At this time of year the woods have a haze of blue.  The native bluebell is flowering, the proper deep purple-blue one with an elegant stem which bows at its top.  It’s the species which belongs here as opposed to the invasive, sturdier Spanish bluebell, which is more insipid in colour and also comes in white and pale pink.  Before we moved to Scotland we would go every year to a spectacular bluebell wood Hampshire which is carpeted with flowers as far as the eye can see.  Acres and acres of oak woods where the nightingale sings on a balmy June evening – well, I hope it still sings there!  When I was young my mother and her sister would prepare a big family picnic brunch for both families, which we would take to the bluebell wood on a sunny Sunday morning.  Aunty Mary would cook the bacon over a primus stove and my mother would produce the lamb cutlets she had egg and breadcrumbed and then carefully cooked, all ready to be eaten cold as part of our picnic.  It was always a good spread.  Then, while the grown-ups lazed in the sun, I, my brother and sister, together with our cousins, would play in the oak wood, amongst the bluebells. The cuckoo called and the flowers gave off their wild hyacinth scent.  Surely this was heaven on earth - certainly one of my most blissful memories of life before adulthood.  Do families do that sort of stuff any more?   I’ve got a horrible feeling many are just hermetically sealed to their smart phones on the sofa or meandering aimlessly round Ikea on Sunday mornings.

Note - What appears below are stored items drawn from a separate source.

use serde::Serialize;
use time::{Date, Duration, OffsetDateTime, PrimitiveDateTime, Time, UtcOffset};

use crate::clock::iso_date;

/// A run of consecutive local calendar days, `start` inclusive.
#[derive(Debug, Clone, Copy, PartialEq, Eq, Serialize)]
pub struct DateWindow {
    #[serde(with = "iso_date")]
    pub start: Date,
    #[serde(with = "iso_date")]
    pub end: Date,
    pub days: i64,
}

impl DateWindow {
    /// The `days` local days ending with (and including) `today`.
    pub fn ending_on(today: Date, days: i64) -> Self {
        let days = days.max(1);
        Self {
            start: today - Duration::days(days - 1),
            end: today,
            days,
        }
    }

    /// Half-open UTC instants covering the whole window in `tz`.
    pub fn bounds(&self, tz: UtcOffset) -> (OffsetDateTime, OffsetDateTime) {
        (
            day_start(self.start, tz),
            day_start(self.end + Duration::days(1), tz),
        )
    }
}

/// Midnight of `date` in `tz`.
pub fn day_start(date: Date, tz: UtcOffset) -> OffsetDateTime {
    PrimitiveDateTime::new(date, Time::MIDNIGHT).assume_offset(tz)
}

/// Calendar date of `at` as seen in `tz`.
pub fn local_date(at: OffsetDateTime, tz: UtcOffset) -> Date {
    at.to_offset(tz).date()
}

#[derive(Debug)]
pub struct Bucket<'a, T> {
    pub date: Date,
    pub records: Vec<&'a T>,
}

/// Group `records` into one bucket per local day, starting at `start_date`.
///
/// Every day of the window gets a bucket, including days without records.
/// Records falling outside the window are skipped. Within a bucket records
/// keep their source order.
pub fn bucketize<'a, T, F>(
    records: &'a [T],
    start_date: Date,
    num_days: i64,
    tz: UtcOffset,
    key_fn: F,
) -> Vec<Bucket<'a, T>>
where
    F: Fn(&T) -> OffsetDateTime,
{
    if num_days <= 0 {
        return Vec::new();
    }

    let mut buckets: Vec<Bucket<'a, T>> = Vec::new();
    let mut date = start_date;
    for i in 0..num_days {
        if i > 0 {
            match date.next_day() {
                Some(next) => date = next,
                None => break,
            }
        }
        buckets.push(Bucket {
            date,
            records: Vec::new(),
        });
    }

    for record in records {
        let offset = (local_date(key_fn(record), tz) - start_date).whole_days();
        if offset < 0 {
            continue;
        }
        if let Some(bucket) = buckets.get_mut(offset as usize) {
            bucket.records.push(record);
        }
    }

    buckets
}

#[cfg(test)]
mod tests {
    use super::*;
    use time::macros::{date, datetime, offset};

    const IST: UtcOffset = offset!(+05:30);

    #[test]
    fn yields_exactly_n_consecutive_days_even_when_empty() {
        let records: Vec<OffsetDateTime> = Vec::new();
        let buckets = bucketize(&records, date!(2025 - 02 - 27), 4, IST, |r| *r);
        let dates: Vec<Date> = buckets.iter().map(|b| b.date).collect();
        assert_eq!(
            dates,
            vec![
                date!(2025 - 02 - 27),
                date!(2025 - 02 - 28),
                date!(2025 - 03 - 01),
                date!(2025 - 03 - 02),
            ]
        );
        assert!(buckets.iter().all(|b| b.records.is_empty()));
    }

    #[test]
    fn non_positive_day_count_yields_nothing() {
        let records = vec![datetime!(2025-03-01 10:00 UTC)];
        assert!(bucketize(&records, date!(2025 - 03 - 01), 0, IST, |r| *r).is_empty());
        assert!(bucketize(&records, date!(2025 - 03 - 01), -3, IST, |r| *r).is_empty());
    }

    #[test]
    fn buckets_by_local_date_not_utc_date() {
        // 20:00 UTC on the 1st is 01:30 on the 2nd in IST.
        let records = vec![datetime!(2025-03-01 20:00 UTC)];
        let buckets = bucketize(&records, date!(2025 - 03 - 01), 2, IST, |r| *r);
        assert!(buckets[0].records.is_empty());
        assert_eq!(buckets[1].records.len(), 1);
    }

    #[test]
    fn day_boundaries_are_half_open() {
        let midnight = day_start(date!(2025 - 03 - 02), IST);
        let just_before = midnight - Duration::nanoseconds(1);
        let records = vec![just_before, midnight];
        let buckets = bucketize(&records, date!(2025 - 03 - 01), 2, IST, |r| *r);
        assert_eq!(buckets[0].records, vec![&just_before]);
        assert_eq!(buckets[1].records, vec![&midnight]);
    }

    #[test]
    fn keeps_source_order_and_drops_out_of_window_records() {
        let records = vec![
            ("late", datetime!(2025-03-01 18:00 +05:30)),
            ("before", datetime!(2025-02-28 09:00 +05:30)),
            ("early", datetime!(2025-03-01 07:00 +05:30)),
            ("after", datetime!(2025-03-03 09:00 +05:30)),
        ];
        let buckets = bucketize(&records, date!(2025 - 03 - 01), 2, IST, |r| r.1);
        let names: Vec<&str> = buckets[0].records.iter().map(|r| r.0).collect();
        assert_eq!(names, vec!["late", "early"]);
        assert!(buckets[1].records.is_empty());
    }

    #[test]
    fn window_ending_today_covers_whole_local_days() {
        let window = DateWindow::ending_on(date!(2025 - 03 - 07), 7);
        assert_eq!(window.start, date!(2025 - 03 - 01));
        let (from, to) = window.bounds(IST);
        assert_eq!(from, datetime!(2025-03-01 00:00 +05:30));
        assert_eq!(to, datetime!(2025-03-08 00:00 +05:30));
    }
}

The rain didn’t really let up during our holiday so we just had to get on with it.  We walked up Pucks Glen, which is a wondrous place.  There were definitely elves and fairies lurking in the background, I could feel them watching us as we made our way up the glen.  I remember learning 'The Fairies' by William Allingham when I was a little girl.  It was in one of my poetry books and I can remember reciting it over and over to myself.  I did believe in fairies, for a long time, so it was all very real.  I think this place must have inspired the poem.  It’s not a walk for the faint-hearted!  
Water gushed and rushed along, noisy and foaming over boulders and fallen trees on it’s way down the steep ravine.  The rocks either side are green, old exposed tree roots are green, everything is green.
The weather was very disappointing but we managed to cover a lot of ground, most of it in the car, but we had a good walk at Ardentinny by the aptly named Loch Long, and heard (and saw) the cuckoo, which is an important part of my Spring.  It isn't the same if I don't hear the cuckoo.  Sadly they don't visit the wood at home.  I also saw a red squirrel that day.  A good day.

I have other things to chat about but will do that in another post.  This one has hung around long enough.